There are new actors in the Great Game, but some parts retain the traditional actors.
 
The land bridge to support the troops in Afghanistan goes up the Kyber Pass, which is just to the southwest of the Taliban stronghold in Swat. Most of the heavy equipment and supplies has to transit the winding roads, just as they always have. The Russians are squeezing the Manas Air Base in the Kyrgyz Republic, home to the 376th Air Expeditionary Wing and the key to air support of the international force. The Kyrgyz parliament has decreed that the base lease will expire in six months.
 
Peaceful, non-military supplies will be permitted to transit. But the heavy stuff will have to be imported from the south.
 
Consequently, US missile strikes in the Tribal Areas are way up, and the targets are shifting. There have been thirty of them since last September, and neatly crossing across the ideological divide from Bush to Obama.
 
The attacks have been controversial, in view of the sovereignty that Pakistan asserts but cannot enforce in the region. Since they began, the Predator and Reaper UAV’s have targeted the al Qaida leadership, when they can be identified.
 
The dead, this week, include Osama al-Kini and Abu Jihad al-Masri. They are implicated in the bombing of the Marriot hotel in Islamabad that killed, among others, a colleague from the Naval Reserve. They also may have helped to plan the Embassy bombings that trapped my friend the Doctor in the basement cafeteria. 
 
That is good. Along the way, we have also killed people who may or may not have been innocent. What are the spouses and children of these men? Their drivers and seamstresses? I am not smart enough to know.
 
Increasingly, the targeting has migrated from al Qaida to the infrastructure supporting Baitullah Mehsud, the bastard responsible for murdering Benizir Bhutto. The result of her death was to pave the way for the election of her husband, Asif Ali Zardari, as Prime Minister.
 
He is no secular saint, any more than his predecessor Pervez Musharraf was. Zardari’s nick-name in back in the day was “Mr. 10%,” from a penchant he shared with former Illinois governor Rod Blagojevich. Of course, I think Rod’s cut may have been larger, but no matter.
 
It is a dangerous game, this latest edition, since an American war in the Northwest Frontier will inflame the militants in Pakistan, who already assert that this is not a war on the Taliban, but on Islam.
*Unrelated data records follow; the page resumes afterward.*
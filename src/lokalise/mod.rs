pub mod client;
pub mod error;
pub mod types;

pub use client::{LokaliseClient, TranslationStore};
pub use error::LokaliseError;
pub use types::{Key, Translation, TranslationUpdate};

/// Lokalise project whose keys are synchronized.
pub const PROJECT_ID: &str = "9763876266290d71498b88.53651952";
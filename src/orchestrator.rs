use tracing::{debug, error, info};

use crate::deepl::MachineTranslator;
use crate::lokalise::TranslationStore;
use crate::selector::work_items;
use crate::sync::{ItemOutcome, Phase, SyncReport, WorkItem};
use crate::updater::TranslationUpdater;

/// Drives one sync run: fetch every key, select what is untranslated, then
/// translate and write back item by item.
pub struct SyncOrchestrator<S, T> {
    store: S,
    translator: T,
}

impl<S, T> std::fmt::Debug for SyncOrchestrator<S, T> {
    fn fmt(&self, f: &mut std::fmt::Formatter<'_>) -> std::fmt::Result {
        f.debug_struct("SyncOrchestrator").finish_non_exhaustive()
    }
}

impl<S: TranslationStore, T: MachineTranslator> SyncOrchestrator<S, T> {
    pub fn new(store: S, translator: T) -> Self {
        Self { store, translator }
    }

    /// Run the whole pipeline. Individual failures are logged and recorded in
    /// the report; they never stop the run.
    pub async fn run(&self) -> SyncReport {
        let mut report = SyncReport::new();

        report.advance(Phase::Fetching);
        let keys = self.store.fetch_all_keys().await;
        report.keys_fetched = keys.len();
        info!("Fetched {} keys", keys.len());

        let updater = TranslationUpdater::new(&self.store, &self.translator);
        for key in &keys {
            report.advance(Phase::Selecting);
            let items = work_items(key);
            if !items.is_empty() {
                debug!(
                    key_id = key.key_id,
                    key = key.key_name.display(),
                    pending = items.len(),
                    unverified = key.translations.iter().filter(|t| t.is_unverified).count(),
                    "key has untranslated languages"
                );
            }

            for item in items {
                report.advance(Phase::Translating);
                let outcome = process_item(&updater, item).await;
                report.record(outcome);
            }
        }

        report.advance(Phase::Terminal);
        info!(
            "Sync finished: {} updated, {} failed",
            report.updated(),
            report.failed()
        );
        report
    }

    /// Fetch and select without translating or writing anything.
    pub async fn pending(&self) -> Vec<WorkItem> {
        self.store
            .fetch_all_keys()
            .await
            .iter()
            .flat_map(work_items)
            .collect()
    }
}

async fn process_item<S: TranslationStore, T: MachineTranslator>(
    updater: &TranslationUpdater<'_, S, T>,
    item: WorkItem,
) -> ItemOutcome {
    match updater.translate_and_update(&item).await {
        Ok(text) => {
            info!(
                "Translation updated for language '{}': '{}'",
                item.language_iso, text
            );
            ItemOutcome::Updated {
                language_iso: item.language_iso,
                translation_id: item.translation_id,
                text,
            }
        }
        Err(e) => {
            error!(
                "Failed to update translation for language '{}'",
                item.language_iso
            );
            ItemOutcome::Failed {
                language_iso: item.language_iso,
                translation_id: item.translation_id,
                reason: e.to_string(),
            }
        }
    }
}
use std::time::Duration;

use reqwest::{Client, Response, StatusCode};
use tracing::{debug, error};

use super::error::LokaliseError;
use super::types::{ErrorBody, Key, KeysPage, TranslationUpdate, UpdatedTranslation};

const API_URL: &str = "https://api.lokalise.com/api2/projects";

/// The remote side of a sync run: where keys come from and where machine
/// translations are written back.
pub trait TranslationStore {
    /// Fetch every key with its translations, stopping early on the first
    /// failed page.
    async fn fetch_all_keys(&self) -> Vec<Key>;

    /// Overwrite the text of one translation.
    async fn update_translation(
        &self,
        translation_id: u64,
        update: &TranslationUpdate,
    ) -> Result<UpdatedTranslation, LokaliseError>;
}

pub struct LokaliseClient {
    api_token: String,
    client: Client,
    base_url: String,
}

impl LokaliseClient {
    pub fn new(
        api_token: String,
        project_id: &str,
        timeout: Duration,
    ) -> Result<Self, LokaliseError> {
        Self::with_base_url(api_token, format!("{API_URL}/{project_id}"), timeout)
    }

    /// Create a client pointing at a custom project URL (useful for testing).
    pub fn with_base_url(
        api_token: String,
        base_url: String,
        timeout: Duration,
    ) -> Result<Self, LokaliseError> {
        let client = Client::builder()
            .connect_timeout(Duration::from_secs(10))
            .timeout(timeout)
            .build()?;
        Ok(Self {
            api_token,
            client,
            base_url: base_url.trim_end_matches('/').to_string(),
        })
    }

    /// Fetch a single page of keys, translations included. Lokalise is asked
    /// to drop fully translated keys, but the caller still filters locally.
    pub async fn fetch_keys_page(&self, page: u32) -> Result<Vec<Key>, LokaliseError> {
        let page = page.to_string();
        let response = self
            .client
            .get(format!("{}/keys", self.base_url))
            .header("accept", "application/json")
            .header("content-type", "application/json")
            .header("X-Api-Token", &self.api_token)
            .query(&[
                ("include_translations", "1"),
                ("filter_untranslated", "1"),
                ("page", page.as_str()),
            ])
            .send()
            .await?;

        let response = check_status(response).await?;
        let body = response
            .json::<KeysPage>()
            .await
            .map_err(LokaliseError::Decode)?;
        Ok(body.keys)
    }

    async fn put_translation(
        &self,
        translation_id: u64,
        update: &TranslationUpdate,
    ) -> Result<UpdatedTranslation, LokaliseError> {
        let response = self
            .client
            .put(format!("{}/translations/{translation_id}", self.base_url))
            .header("accept", "application/json")
            .header("content-type", "application/json")
            .header("X-Api-Token", &self.api_token)
            .json(update)
            .send()
            .await?;

        let response = check_status(response).await?;
        if response.status() != StatusCode::OK {
            return Err(LokaliseError::UnexpectedStatus(response.status().as_u16()));
        }

        let body = response
            .json::<serde_json::Value>()
            .await
            .map_err(LokaliseError::Decode)?;
        Ok(UpdatedTranslation::from_body(body))
    }
}

impl TranslationStore for LokaliseClient {
    async fn fetch_all_keys(&self) -> Vec<Key> {
        let mut all_keys = Vec::new();
        let mut page = 1;

        loop {
            match self.fetch_keys_page(page).await {
                Ok(keys) if keys.is_empty() => break,
                Ok(keys) => {
                    debug!(page, count = keys.len(), "fetched key page");
                    all_keys.extend(keys);
                    page += 1;
                }
                Err(e) => {
                    error!("Error fetching keys: {e}");
                    break;
                }
            }
        }

        all_keys
    }

    async fn update_translation(
        &self,
        translation_id: u64,
        update: &TranslationUpdate,
    ) -> Result<UpdatedTranslation, LokaliseError> {
        let updated = self.put_translation(translation_id, update).await?;
        let written = updated.translation.as_ref();
        debug!(
            translation_id,
            confirmed_id = ?written.and_then(|t| t.translation_id),
            unverified = ?written.and_then(|t| t.is_unverified),
            project_id = updated.project_id.as_deref().unwrap_or_default(),
            "translation written"
        );
        Ok(updated)
    }
}

/// Turn a non-2xx response into [`LokaliseError::Api`], reading the message
/// from Lokalise's error envelope when there is one.
async fn check_status(response: Response) -> Result<Response, LokaliseError> {
    let status = response.status();
    if status.is_success() {
        return Ok(response);
    }

    let message = response
        .json::<ErrorBody>()
        .await
        .ok()
        .and_then(|body| body.error.message)
        .unwrap_or_else(|| "Unknown error".to_string());
    Err(LokaliseError::Api {
        status: status.as_u16(),
        message,
    })
}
The struggle to maintain a democratic government in Islamabad teeters on an uneasy relationship with the Interservice Intelligence Agency with links to the radicals, growing American impatience and a thoroughly annoyed India, who suspects connections between the ISI and the Mumbai massacre.
 
Everything, including the nuclear weapons, are on the table.
 
It is a pickle. It could very well result in having to act decisively to secure the nuclear stockpile if things go south for the civilian government, and a much wider war. In this, I wish our policymakers well.
 
That is only the beginning of the complications. I will have to get to the network that connects Swat Valley to that of the Rio Grande tomorrow. It is really interesting.